The sharp increase in rental income reflects First Rock’s strategic shift towards stabilised commercial and income-producing real estate assets as the company attempts to reduce reliance on one-off development sales. Beneath the profit recovery, however, the financial statements reveal continuing strain on cash flow. Operating activities consumed US$5.84 million during the year while interest expense nearly doubled to US$1.73 million. The company also remains in discussions with creditors to refinance short-term debt and secure additional funding as elevated interest rates continue driving up financing costs across the real estate sector. Without the property revaluation gains First Rock would have remained under significant earnings pressure.
The near-completed Hambani luxury development in Kingston 6 has become a critical part of the company’s near-term cash-generation strategy. In an April 30 disclosure, Mayberry Investments said seven homes at the development had received practical completion certificates and were all under contract for sale. Prices for completed units ranged from US$1.8 million to as high as US$2.3 million, with Mayberry stating that proceeds generated so far were sufficient to cover expected development costs and create surplus cash flows.
Chief Executive Officer Ryan Reid said the company’s financing structure was intentionally designed around development completions and unit sales.
“Unit sales are indeed a key part of our repayment strategy, and that’s really by design, which reflects the direct alignment between our development pipeline and our capital structure,” Reid told the Jamaica Observer in written responses.
The group’s balance sheet expanded during the year, with total assets rising 15 per cent to US$65.8 million while liabilities climbed to US$40 million from US$31.5 million a year earlier.
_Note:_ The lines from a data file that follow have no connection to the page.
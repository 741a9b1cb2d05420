//! Python bindings for the editing session behind the GUI

use numpy::{Complex64, PyArray1};
use pyo3::exceptions::PyKeyError;
use pyo3::prelude::*;
use std::collections::HashMap;

use super::model_bindings::{load_config, root_list, views, PyFilterModel};
use super::parse_target;
use crate::editing::{EditFields, RowId};
use crate::model::{FilterKind, FilterMode};
use crate::session::FilterSession;

/// Placeholder shown in blank edit slots
const BLANK_PLACEHOLDER: &str = "leer";

/// Filter model plus pole/zero edit tables
#[pyclass(name = "FilterSession")]
pub struct PyFilterSession {
    session: FilterSession,
}

#[pymethods]
impl PyFilterSession {
    #[new]
    #[pyo3(signature = (mode="Digital", kind="Manual", config_path=None))]
    fn new(mode: &str, kind: &str, config_path: Option<&str>) -> PyResult<Self> {
        let config = load_config(config_path)?;
        let session = FilterSession::new(
            config,
            FilterMode::from_label(mode)?,
            FilterKind::from_label(kind)?,
        )?;
        Ok(Self { session })
    }

    /// Switch to a configured default filter, discarding typed edits
    fn change_default_model(&mut self, mode: &str, kind: &str) -> PyResult<()> {
        self.session
            .change_default_model(FilterMode::from_label(mode)?, FilterKind::from_label(kind)?)?;
        Ok(())
    }

    /// Rows of one table
    ///
    /// Args:
    ///     target: "poles" or "zeros"
    ///
    /// Returns:
    ///     List of (row_id, real, imag, multiplicity) placeholder strings
    fn rows(&self, target: &str) -> PyResult<Vec<(usize, String, String, String)>> {
        let table = self.session.table(parse_target(target)?);
        Ok(table
            .rows()
            .iter()
            .map(|row| {
                if row.is_blank_slot() {
                    let blank = BLANK_PLACEHOLDER.to_string();
                    (row.id.0, blank.clone(), blank.clone(), blank)
                } else {
                    let p = row.placeholder();
                    (row.id.0, p.real, p.imag, p.multiplicity)
                }
            })
            .collect())
    }

    /// Store the text typed into one row
    fn set_row(
        &mut self,
        target: &str,
        row_id: usize,
        real: &str,
        imag: &str,
        multiplicity: &str,
    ) -> PyResult<()> {
        let table = self.session.table_mut(parse_target(target)?);
        if table.set_fields(RowId(row_id), EditFields::new(real, imag, multiplicity)) {
            Ok(())
        } else {
            Err(PyErr::new::<PyKeyError, _>(format!("No {} row {}", target, row_id)))
        }
    }

    /// Apply all typed rows and recompute
    ///
    /// Returns:
    ///     Dict with counts of additions, modifications, deletions, ignored
    fn commit(&mut self) -> PyResult<HashMap<&'static str, usize>> {
        let summary = self.session.commit_manual_edits()?;
        Ok(HashMap::from([
            ("additions", summary.additions),
            ("modifications", summary.modifications),
            ("deletions", summary.deletions),
            ("ignored", summary.ignored),
        ]))
    }

    fn clear_edits(&mut self) {
        self.session.clear_edits();
    }

    /// Snapshot of the current model
    fn model(&self) -> PyFilterModel {
        PyFilterModel::from_session(&self.session)
    }

    fn poles(&self) -> Vec<(Complex64, u32)> {
        root_list(self.session.model().poles())
    }

    fn zeros(&self) -> Vec<(Complex64, u32)> {
        root_list(self.session.model().zeros())
    }

    fn frequencies<'py>(&self, py: Python<'py>) -> &'py PyArray1<f64> {
        PyArray1::from_slice(py, self.session.model().frequencies())
    }

    fn magnitude<'py>(&self, py: Python<'py>) -> &'py PyArray1<f64> {
        PyArray1::from_vec(py, self.session.model().response().magnitude())
    }

    fn normalized_magnitude<'py>(&self, py: Python<'py>) -> &'py PyArray1<f64> {
        PyArray1::from_vec(py, self.session.model().response().normalized_magnitude())
    }

    fn phase<'py>(&self, py: Python<'py>) -> &'py PyArray1<f64> {
        PyArray1::from_vec(py, self.session.model().response().phase())
    }

    #[pyo3(signature = (kind="impulse"))]
    fn time_response<'py>(
        &self,
        py: Python<'py>,
        kind: &str,
    ) -> PyResult<(&'py PyArray1<f64>, &'py PyArray1<f64>)> {
        views::time_response(py, self.session.model(), kind)
    }

    fn pole_zero_map<'py>(
        &self,
        py: Python<'py>,
    ) -> (Vec<(&'static str, Complex64, u32)>, &'py PyArray1<Complex64>) {
        views::pole_zero_map(py, self.session.model())
    }

    #[getter]
    fn mode(&self) -> &'static str {
        self.session.model().mode().label()
    }

    #[getter]
    fn kind(&self) -> &'static str {
        self.session.model().kind().label()
    }
}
Corporate bonds payable rose sharply to US$19.1 million while long-term loans remained elevated at roughly US$16 million combined current and non-current.
Some of the company’s newer financing arrangements carried interest rates as high as 18 per cent, according to the audited notes, highlighting the increasingly expensive cost of capital facing highly leveraged property developers in Jamaica’s elevated interest rate environment.
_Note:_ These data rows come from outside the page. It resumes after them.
//! Logging setup for hosts embedding the library
//!
//! The library itself only emits `tracing` events. A host (the Python
//! module, a bench, a test binary) installs a subscriber once through
//! [`init_logging`]; `RUST_LOG` takes precedence over the configured level.

use serde::{Deserialize, Serialize};
use std::fmt;
use tracing_subscriber::{fmt as tracing_fmt, prelude::*, EnvFilter};

#[derive(Debug, Clone, Copy, Default, PartialEq, Eq, Serialize, Deserialize)]
#[serde(rename_all = "lowercase")]
pub enum LogLevel {
    Trace,
    Debug,
    Info,
    #[default]
    Warn,
    Error,
}

impl LogLevel {
    /// Parse a level name, case-insensitive
    pub fn from_name(name: &str) -> Option<Self> {
        match name.trim().to_ascii_lowercase().as_str() {
            "trace" => Some(Self::Trace),
            "debug" => Some(Self::Debug),
            "info" => Some(Self::Info),
            "warn" | "warning" => Some(Self::Warn),
            "error" => Some(Self::Error),
            _ => None,
        }
    }
}

impl fmt::Display for LogLevel {
    fn fmt(&self, f: &mut fmt::Formatter<'_>) -> fmt::Result {
        match self {
            LogLevel::Trace => write!(f, "trace"),
            LogLevel::Debug => write!(f, "debug"),
            LogLevel::Info => write!(f, "info"),
            LogLevel::Warn => write!(f, "warn"),
            LogLevel::Error => write!(f, "error"),
        }
    }
}

#[derive(Debug, Clone, Copy, Default, PartialEq, Eq, Serialize, Deserialize)]
#[serde(rename_all = "lowercase")]
pub enum LogFormat {
    /// Multi-line, human-readable
    Pretty,
    /// One line per event
    #[default]
    Compact,
}

#[derive(Debug, Clone, Default, Serialize, Deserialize)]
#[serde(default)]
pub struct LogConfig {
    pub level: LogLevel,
    pub format: LogFormat,

    /// Directive string such as `pole_zero_workbench::editing=trace`
    pub filter: Option<String>,

    /// Include file:line in each event
    pub source_location: bool,
}

impl LogConfig {
    /// Verbose configuration for debugging edit reconciliation
    pub fn development() -> Self {
        Self {
            level: LogLevel::Trace,
            format: LogFormat::Pretty,
            source_location: true,
            ..Default::default()
        }
    }

    fn env_filter(&self) -> EnvFilter {
        match &self.filter {
            Some(directives) => EnvFilter::try_new(directives)
                .unwrap_or_else(|_| EnvFilter::new(self.level.to_string())),
            None => EnvFilter::try_from_default_env()
                .unwrap_or_else(|_| EnvFilter::new(self.level.to_string())),
        }
    }
}

/// Install the global subscriber
///
/// Returns `false` if a subscriber was already installed; the existing one
/// stays in place.
pub fn init_logging(config: &LogConfig) -> bool {
    let filter = config.env_filter();
    let layer = tracing_fmt::layer()
        .with_file(config.source_location)
        .with_line_number(config.source_location);

    let result = match config.format {
        LogFormat::Pretty => tracing::subscriber::set_global_default(
            tracing_subscriber::registry().with(filter).with(layer.pretty()),
        ),
        LogFormat::Compact => tracing::subscriber::set_global_default(
            tracing_subscriber::registry().with(filter).with(layer.compact()),
        ),
    };
    result.is_ok()
}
Reid said management expects rental income to play a larger role in strengthening operating cash flow.
“The revaluation gains reflect genuine value creation in our portfolio,but we absolutely understand that cash generation is important, hence the massive movement in our rental income year on year,” Reid told Business Observer. “We expect operating cash flow to further improve meaningfully.”
Even while continuing refinancing discussions, First Rock is also pursuing regional acquisitions in Costa Rica and Martinique valued at a combined US$28 million. Reid argued that the planned deals are aimed at accelerating recurring cash flow rather than expanding aggressively into speculative developments.
“The acquisitions we’re pursuing are not about expansion for its own sake, they are highly selective opportunities that we believe will generate returns faster than greenfield developments would. These are fully tenanted rental income opportunities,” Reid said.
“In each case, the entry price, existing entitlements, and near-term development potential mean these assets contribute to cash generation rather than stretching it further.”
The company’s auditors, Ernst & Young, identified the valuation of investment properties as a key audit matter, noting that investment properties and investment properties held for sale accounted for roughly 50 per cent of total assets at year end.
After years of debt-funded expansion First Rock is now under pressure to prove its evolving rental income strategy can generate sustainable cash flow rather than relying heavily on property revaluations and development sales.